Since my last post I have given variable star observing a go using the remote telescope network in the US. Yes, it’s expensive at about one US dollar a minute, but if added up what I have spent on my observatory over the years, that is an awful lot of observing time you could do before you get anywhere near what I have spent.
Anyway, that’s a semi ongoing project and I might start sticking up some of the results of that over the winter.
What is more encouraging is that New Mexico gets a lot better weather than we do here in the UK. I managed to get about 40 minutes of data of the Cocoon nebula using a 250mm Epsilon Tak mated with an SBIG ST10XME camera. The quality of the lights was just quite frankly amazing. 20% humidity and no light pollution really does make a difference to your images. I will stick these up later.
Having been encouraged by this, I decided that I would blow some dosh on a copy Pixinsight 1.08. In the 10 years since I last processed an image, software technology has improved immeasurably. Photoshop is now no longer the primary processing software of choice for the Astroimager.
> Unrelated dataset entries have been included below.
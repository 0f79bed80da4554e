//! Static lookup tables that drive the simulation.
//!
//! A [`SimulationTables`] value is built once (either from [`Default`] or from a
//! JSON file) and handed by reference to the simulator and generator.

use crate::{Error, Result};
use serde::{Deserialize, Serialize};
use std::fs::File;
use std::io::BufReader;
use std::path::Path;

/// Base conversion rate used for traffic sources missing from the table
pub const DEFAULT_BASE_RATE: f64 = 0.14;

/// Device multiplier used for devices missing from the table
pub const DEFAULT_DEVICE_MULTIPLIER: f64 = 1.0;

/// Longest accepted trailing window, roughly a century
pub const MAX_WINDOW_DAYS: u32 = 36_500;

/// A traffic source with its selection weight, base conversion rate and per-session ad cost
#[derive(Debug, Clone, PartialEq, Serialize, Deserialize)]
pub struct TrafficSource {
    pub name: String,
    pub weight: u32,
    pub base_conversion_rate: f64,
    pub ad_spend: f64,
}

/// A device class with its selection weight and conversion multiplier
#[derive(Debug, Clone, PartialEq, Serialize, Deserialize)]
pub struct Device {
    pub name: String,
    pub weight: u32,
    pub multiplier: f64,
}

/// Per-stage continuation probabilities of the funnel
#[derive(Debug, Clone, PartialEq, Serialize, Deserialize)]
pub struct StageProbabilities {
    pub view_product: f64,
    pub add_to_cart: f64,
    pub start_checkout: f64,
    /// Scales `base_rate * device_multiplier` into the purchase probability
    pub purchase_multiplier: f64,
}

impl Default for StageProbabilities {
    fn default() -> Self {
        Self {
            view_product: 0.65,
            add_to_cart: 0.54,
            start_checkout: 0.57,
            purchase_multiplier: 2.8,
        }
    }
}

/// Inclusive integer range used for duration and page-count buckets
#[derive(Debug, Clone, Copy, PartialEq, Eq, Serialize, Deserialize)]
pub struct Span {
    pub min: u32,
    pub max: u32,
}

impl Span {
    pub const fn new(min: u32, max: u32) -> Self {
        Self { min, max }
    }

    pub fn contains(&self, value: u32) -> bool {
        (self.min..=self.max).contains(&value)
    }
}

/// Duration (seconds) and page-count ranges for one deepest-stage bucket
#[derive(Debug, Clone, Copy, PartialEq, Eq, Serialize, Deserialize)]
pub struct EngagementRange {
    pub duration_seconds: Span,
    pub pages: Span,
}

/// Engagement ranges keyed by the deepest stage a session reached
#[derive(Debug, Clone, PartialEq, Serialize, Deserialize)]
pub struct EngagementTable {
    pub bounced: EngagementRange,
    pub viewed: EngagementRange,
    pub carted: EngagementRange,
    pub checkout: EngagementRange,
    pub purchased: EngagementRange,
}

impl Default for EngagementTable {
    fn default() -> Self {
        Self {
            bounced: EngagementRange {
                duration_seconds: Span::new(5, 30),
                pages: Span::new(1, 1),
            },
            viewed: EngagementRange {
                duration_seconds: Span::new(60, 300),
                pages: Span::new(2, 5),
            },
            carted: EngagementRange {
                duration_seconds: Span::new(120, 480),
                pages: Span::new(3, 8),
            },
            checkout: EngagementRange {
                duration_seconds: Span::new(180, 600),
                pages: Span::new(4, 10),
            },
            purchased: EngagementRange {
                duration_seconds: Span::new(300, 900),
                pages: Span::new(5, 15),
            },
        }
    }
}

/// All configuration consumed by the journey simulator and session generator
#[derive(Debug, Clone, PartialEq, Serialize, Deserialize)]
#[serde(default)]
pub struct SimulationTables {
    pub traffic_sources: Vec<TrafficSource>,
    pub devices: Vec<Device>,
    pub locations: Vec<String>,
    pub categories: Vec<String>,
    /// Relative weight of each hour of the day, index 0 = midnight
    pub hour_weights: Vec<u32>,
    pub stages: StageProbabilities,
    pub engagement: EngagementTable,
    /// Fraction of the session count used as the user-id pool size
    pub user_pool_ratio: f64,
    pub returning_probability: f64,
    pub window_days: u32,
    pub revenue_min: f64,
    pub revenue_max: f64,
}

impl Default for SimulationTables {
    fn default() -> Self {
        let source = |name: &str, weight, base_conversion_rate, ad_spend| TrafficSource {
            name: name.to_string(),
            weight,
            base_conversion_rate,
            ad_spend,
        };
        let device = |name: &str, weight, multiplier| Device {
            name: name.to_string(),
            weight,
            multiplier,
        };

        Self {
            traffic_sources: vec![
                source("Google Ads", 30, 0.18, 2.5),
                source("Facebook Ads", 25, 0.15, 1.8),
                source("Organic Search", 20, 0.16, 0.3),
                source("Direct", 10, 0.12, 0.0),
                source("Email Campaign", 10, 0.20, 0.5),
                source("Referral", 5, 0.14, 0.2),
            ],
            devices: vec![
                device("Desktop", 35, 1.2),
                device("Mobile", 45, 0.85),
                device("Tablet", 20, 1.0),
            ],
            locations: [
                "Mumbai",
                "Delhi",
                "Bangalore",
                "Hyderabad",
                "Chennai",
                "Kolkata",
                "Pune",
                "Ahmedabad",
                "Jaipur",
                "Lucknow",
            ]
            .iter()
            .map(|s| s.to_string())
            .collect(),
            categories: [
                "Electronics",
                "Fashion",
                "Home & Kitchen",
                "Sports",
                "Books",
                "Beauty",
                "Toys",
            ]
            .iter()
            .map(|s| s.to_string())
            .collect(),
            hour_weights: vec![
                1, 1, 1, 1, 1, 2, 3, 4, 5, 6, 7, 8, 8, 7, 6, 5, 6, 7, 8, 7, 5, 3, 2, 1,
            ],
            stages: StageProbabilities::default(),
            engagement: EngagementTable::default(),
            user_pool_ratio: 0.7,
            returning_probability: 0.3,
            window_days: 90,
            revenue_min: 500.0,
            revenue_max: 5000.0,
        }
    }
}

impl SimulationTables {
    /// Load tables from a JSON file; missing fields take their default values
    pub fn from_file(path: &Path) -> Result<Self> {
        tracing::debug!("Reading simulation tables from: {}", path.display());

        let file = File::open(path)?;
        let tables: SimulationTables = serde_json::from_reader(BufReader::new(file))?;
        tables.validate()?;

        tracing::info!(
            "Loaded simulation tables with {} traffic sources and {} devices",
            tables.traffic_sources.len(),
            tables.devices.len()
        );

        Ok(tables)
    }

    /// Base conversion rate for a traffic source, falling back to [`DEFAULT_BASE_RATE`]
    pub fn base_rate(&self, traffic_source: &str) -> f64 {
        self.traffic_sources
            .iter()
            .find(|s| s.name == traffic_source)
            .map_or(DEFAULT_BASE_RATE, |s| s.base_conversion_rate)
    }

    /// Conversion multiplier for a device, falling back to [`DEFAULT_DEVICE_MULTIPLIER`]
    pub fn device_multiplier(&self, device: &str) -> f64 {
        self.devices
            .iter()
            .find(|d| d.name == device)
            .map_or(DEFAULT_DEVICE_MULTIPLIER, |d| d.multiplier)
    }

    /// Per-session ad spend for a traffic source, zero when unknown
    pub fn ad_spend(&self, traffic_source: &str) -> f64 {
        self.traffic_sources
            .iter()
            .find(|s| s.name == traffic_source)
            .map_or(0.0, |s| s.ad_spend)
    }

    /// Check that every table can back a probability distribution
    pub fn validate(&self) -> Result<()> {
        fn positive_total(name: &str, weights: impl Iterator<Item = u32>) -> Result<()> {
            if weights.map(u64::from).sum::<u64>() == 0 {
                return Err(Error::InvalidTables(format!(
                    "{} weights must not all be zero",
                    name
                )));
            }
            Ok(())
        }

        fn probability(name: &str, value: f64) -> Result<()> {
            if !(0.0..=1.0).contains(&value) {
                return Err(Error::InvalidTables(format!(
                    "{} must be within [0, 1], got {}",
                    name, value
                )));
            }
            Ok(())
        }

        positive_total("traffic source", self.traffic_sources.iter().map(|s| s.weight))?;
        positive_total("device", self.devices.iter().map(|d| d.weight))?;

        if self.hour_weights.len() != 24 {
            return Err(Error::InvalidTables(format!(
                "expected 24 hour weights, got {}",
                self.hour_weights.len()
            )));
        }
        positive_total("hour", self.hour_weights.iter().copied())?;

        if self.locations.is_empty() {
            return Err(Error::InvalidTables("no locations configured".to_string()));
        }
        if self.categories.is_empty() {
            return Err(Error::InvalidTables("no categories configured".to_string()));
        }

        probability("view_product", self.stages.view_product)?;
        probability("add_to_cart", self.stages.add_to_cart)?;
        probability("start_checkout", self.stages.start_checkout)?;
        probability("returning_probability", self.returning_probability)?;

        if self.stages.purchase_multiplier < 0.0 {
            return Err(Error::InvalidTables(
                "purchase_multiplier must not be negative".to_string(),
            ));
        }
        if !(self.user_pool_ratio > 0.0) {
            return Err(Error::InvalidTables(
                "user_pool_ratio must be positive".to_string(),
            ));
        }
        if self.window_days > MAX_WINDOW_DAYS {
            return Err(Error::InvalidTables(format!(
                "window_days must be at most {}, got {}",
                MAX_WINDOW_DAYS, self.window_days
            )));
        }
        if !(self.revenue_min >= 0.0
            && self.revenue_max.is_finite()
            && self.revenue_min <= self.revenue_max)
        {
            return Err(Error::InvalidTables(format!(
                "revenue range [{}, {}] is invalid",
                self.revenue_min, self.revenue_max
            )));
        }

        let e = &self.engagement;
        for (name, range) in [
            ("bounced", e.bounced),
            ("viewed", e.viewed),
            ("carted", e.carted),
            ("checkout", e.checkout),
            ("purchased", e.purchased),
        ] {
            if range.duration_seconds.min > range.duration_seconds.max
                || range.pages.min > range.pages.max
            {
                return Err(Error::InvalidTables(format!(
                    "engagement range for {} has min above max",
                    name
                )));
            }
        }

        Ok(())
    }
}

#[cfg(test)]
mod tests {
    use super::*;
    use std::io::Write;

    #[test]
    fn test_default_tables_are_valid() {
        assert!(SimulationTables::default().validate().is_ok());
    }

    #[test]
    fn test_unknown_lookups_fall_back() {
        let tables = SimulationTables::default();
        assert_eq!(tables.base_rate("Carrier Pigeon"), DEFAULT_BASE_RATE);
        assert_eq!(tables.device_multiplier("Smart Fridge"), 1.0);
        assert_eq!(tables.ad_spend("Carrier Pigeon"), 0.0);
        assert_eq!(tables.base_rate("Email Campaign"), 0.20);
        assert_eq!(tables.device_multiplier("Mobile"), 0.85);
        assert_eq!(tables.ad_spend("Google Ads"), 2.5);
    }

    #[test]
    fn test_validate_rejects_bad_hour_weights() {
        let tables = SimulationTables {
            hour_weights: vec![1; 12],
            ..SimulationTables::default()
        };
        assert!(matches!(tables.validate(), Err(Error::InvalidTables(_))));
    }

    #[test]
    fn test_validate_rejects_probability_out_of_range() {
        let mut tables = SimulationTables::default();
        tables.stages.add_to_cart = 1.5;
        assert!(tables.validate().is_err());
    }

    #[test]
    fn test_validate_rejects_oversized_window() {
        let mut file = tempfile::NamedTempFile::new().unwrap();
        write!(file, r#"{{"window_days": 4000000000}}"#).unwrap();

        let result = SimulationTables::from_file(file.path());
        assert!(matches!(result, Err(Error::InvalidTables(msg)) if msg.contains("window_days")));

        let tables = SimulationTables {
            window_days: MAX_WINDOW_DAYS,
            ..SimulationTables::default()
        };
        assert!(tables.validate().is_ok());
    }

    #[test]
    fn test_validate_rejects_infinite_revenue() {
        let tables = SimulationTables {
            revenue_max: f64::INFINITY,
            ..SimulationTables::default()
        };
        assert!(matches!(tables.validate(), Err(Error::InvalidTables(_))));
    }

    #[test]
    fn test_from_file_fills_missing_fields() {
        let mut file = tempfile::NamedTempFile::new().unwrap();
        write!(file, r#"{{"window_days": 30, "returning_probability": 0.5}}"#).unwrap();

        let tables = SimulationTables::from_file(file.path()).unwrap();
        assert_eq!(tables.window_days, 30);
        assert_eq!(tables.returning_probability, 0.5);
        assert_eq!(tables.traffic_sources.len(), 6);
    }
}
I’ve been digging around my imaging archives for something to practice of and came across 26 x 10 min lights of M106 that I did way back in 2007. At the time I rejected these because of poor transparency producing really bloated stars and a bit of a pesky gradient, which refused to go despite multiple attempts to remove it.
This is the raw and dark calibrated stack of 23 of these. In those days I didn’t shoot flat frames, which was a mistake, as the dust bunnies in these images are really bad.
The finished result.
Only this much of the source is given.